Spiced Rack of Lamb with Tabbouleh
Recipe by: Claire Winstanley
Serves: 4
Preparation time: 30-35min
Cooking time: 35-40minmin
1½ cup bulgur wheat
1 teaspoon lemon zest
1/4 cup lemon juice
1/4 cup Extra Virgin olive oil
1 red onion finely sliced
1 box mint, roughly chopped
4 boxes flat-leaf, roughly chopped
1 cucumber, roughly cubed
2x 300g Mediterranean vine tomatoes, quartered (save 1 vine for plating)
Salt and Pepper to taste
Add 2 parts water to 1 part raw bulgur wheat in a saucepan and bring to the boil. Cook for 10 minutes or until tender. Drain off any excess water. One cup raw bulgur wheat makes 3 ½ cups cooked bulgur wheat. Once bulgur wheat has cooked, allow to cool. When cold add all the salad ingredients and mix thoroughly. Leave to stand for 10 minutes to allow the flavours to develop.

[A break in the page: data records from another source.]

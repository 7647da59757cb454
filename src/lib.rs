pub mod config;
mod document;
mod error;
mod fonts;
pub mod layout;
pub mod markup;
pub mod model;
mod pdf;

pub use config::{HeadingStyle, LayoutConfig, MM, TableStyle, TextStyle, Theme};
pub use document::{ComposedDocument, Document};
pub use error::{Error, Result};
pub use fonts::{FontRegistry, TextMeasurer};
pub use layout::{Column, Furniture, Table};
pub use model::{Alignment, DrawOp, FontDescriptor, Page, PageGeometry, Rgb};

use std::path::Path;
use std::time::Instant;

/// Lay out markup source and serialize it. A `= title` line in the source
/// is used when `config.title` is empty.
pub fn render_markup(source: &str, config: LayoutConfig, fonts: &FontRegistry) -> Result<Vec<u8>> {
    let t0 = Instant::now();

    let parsed = markup::parse(source)?;
    let t_parse = t0.elapsed();

    let config = match parsed.title {
        Some(title) if config.title.is_empty() => config.with_title(title),
        _ => config,
    };
    let mut doc = Document::open(config, fonts);
    doc.use_standard_furniture();
    markup::apply(&parsed.items, &mut doc)?;
    let composed = doc.close();
    let t_layout = t0.elapsed();

    let bytes = composed.to_pdf()?;
    let t_total = t0.elapsed();

    log::info!(
        "Timing: parse={:.1}ms, layout={:.1}ms, render={:.1}ms, total={:.1}ms ({} pages, {} bytes)",
        t_parse.as_secs_f64() * 1000.0,
        (t_layout - t_parse).as_secs_f64() * 1000.0,
        (t_total - t_layout).as_secs_f64() * 1000.0,
        t_total.as_secs_f64() * 1000.0,
        composed.page_count(),
        bytes.len(),
    );

    Ok(bytes)
}

pub fn convert_markup_to_pdf(
    input: &Path,
    output: &Path,
    config: LayoutConfig,
    fonts: &FontRegistry,
) -> Result<()> {
    let source = std::fs::read_to_string(input)?;
    let bytes = render_markup(&source, config, fonts)?;
    std::fs::write(output, &bytes)?;
    log::info!("wrote {}", output.display());
    Ok(())
}
mod common;

use common::{Mono, block, state};
use flowdoc_pdf::config::TableStyle;
use flowdoc_pdf::layout::{Column, Table, band_fill};
use flowdoc_pdf::model::{FontDescriptor, Rgb};
use flowdoc_pdf::Error;
use pretty_assertions::assert_eq;

const HEADER: Rgb = [30, 60, 120];
const BAND: Rgb = [240, 240, 250];

fn style() -> TableStyle {
    TableStyle {
        header_font: FontDescriptor::new("Mono", 8.0).bold(),
        header_height: 20.0,
        body_font: FontDescriptor::new("Mono", 8.0),
        row_height: 20.0,
        header_fill: HEADER,
        band_fill: BAND,
        border: None,
        space_after: 0.0,
        ..TableStyle::default()
    }
}

fn table(columns: usize, rows: usize) -> Table {
    let cols = (0..columns).map(|c| Column::new(format!("H{c}"), 40.0)).collect();
    let mut table = Table::new(cols, style());
    for r in 0..rows {
        table.push_row((0..columns).map(|c| format!("r{r}c{c}")));
    }
    table
}

#[test]
fn band_fill_alternates_on_odd_rows() {
    for i in 0..10 {
        assert_eq!(band_fill(i, BAND).is_some(), i % 2 == 1, "row {i}");
    }
}

#[test]
fn body_rows_are_banded_by_index() {
    let t = table(2, 5);
    for i in 0..5 {
        assert_eq!(t.body_row(i).unwrap().fill, band_fill(i, BAND));
    }
    // Same answer on a second pass.
    assert_eq!(t.body_row(3).unwrap().fill, Some(BAND));
}

#[test]
fn rendered_fills_follow_header_then_bands() {
    let mut state = state();
    table(2, 4).render(&mut state, &Mono).unwrap();
    let pages = common::resolve(&state.finish());
    assert_eq!(pages.len(), 1);
    let fills: Vec<(f32, Rgb)> = pages[0].fills().collect();
    // Header cells at y=20, rows 1 and 3 banded at y=60 and y=100.
    assert_eq!(
        fills,
        vec![(20.0, HEADER), (20.0, HEADER), (60.0, BAND), (60.0, BAND), (100.0, BAND), (100.0, BAND)]
    );
}

#[test]
fn short_row_is_rejected_before_anything_is_drawn() {
    let mut t = table(3, 2);
    t.rows[1] = vec!["a".to_string(), "b".to_string()];
    let mut state = state();
    let err = t.render(&mut state, &Mono).unwrap_err();
    match err {
        Error::ColumnCountMismatch { row, expected, found } => {
            assert_eq!((row, expected, found), (1, 3, 2));
        }
        other => panic!("unexpected error {other:?}"),
    }
    assert!(state.snapshot().is_empty(), "no page may be opened for a rejected table");
}

#[test]
fn header_repeats_on_continuation_pages() {
    // 240pt per page: header + 11 rows on page 1, header + 9 rows on page 2.
    let mut state = state();
    table(2, 20).render(&mut state, &Mono).unwrap();
    let pages = common::resolve(&state.finish());
    assert_eq!(pages.len(), 2);

    let first = common::page_texts(&pages[0]);
    let second = common::page_texts(&pages[1]);
    assert_eq!(&first[..2], &["H0", "H1"]);
    assert_eq!(&second[..4], &["H0", "H1", "r11c0", "r11c1"]);
    assert_eq!(first.len(), 2 + 11 * 2);
    assert_eq!(second.len(), 2 + 9 * 2);
}

#[test]
fn header_is_kept_with_the_first_row() {
    let mut state = state();
    // 30pt left: enough for the header alone, not for header plus one row.
    state.place(&block("filler", 210.0), &Mono).unwrap();
    table(2, 1).render(&mut state, &Mono).unwrap();
    let pages = common::resolve(&state.finish());
    assert_eq!(pages.len(), 2);
    assert_eq!(common::page_texts(&pages[0]), vec!["filler"]);
    assert_eq!(common::page_texts(&pages[1]), vec!["H0", "H1", "r0c0", "r0c1"]);
}

#[test]
fn table_row_checks_its_arity() {
    let err = flowdoc_pdf::layout::TableRow::new(
        4,
        vec!["only".to_string()],
        vec![10.0, 10.0],
        6.0,
        FontDescriptor::new("Mono", 8.0),
        [0, 0, 0],
    )
    .unwrap_err();
    assert!(matches!(
        err,
        Error::ColumnCountMismatch { row: 4, expected: 2, found: 1 }
    ));
}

850g (Avg) Free range Spiced Rack of Lamb
4 tablespoons Dijon mustard
4 tablespoons Dukkah spices
small handful rosemary
250g Woolworths Hummus
1 cup Double cream yoghurt
1/2 lemon, juice and zest
1 box parsley
Lather a thick layer of mustard onto the fat side of the lamb rack. Sprinkle over dukkah and rosemary and drizzle with olive oil. Place the meat, uncovered with the fat side up on the rack of an oven-roasting pan. Roast in a preheated oven at 160°C Cooking times: Rare: 15 – 20 minutes per 500 g plus 15 minutes Medium: 20 – 25 minutes per 500 g plus 20 minutes Well done: 25 – 30 minutes per 500 g plus 20 minutes
To assemble
Lay a thick layer hummus on a large plate or serving board. Spoon over yoghurt and place the lamb on top. Finish with parsley, lemon juice and zest. Serve with Tabbouleh.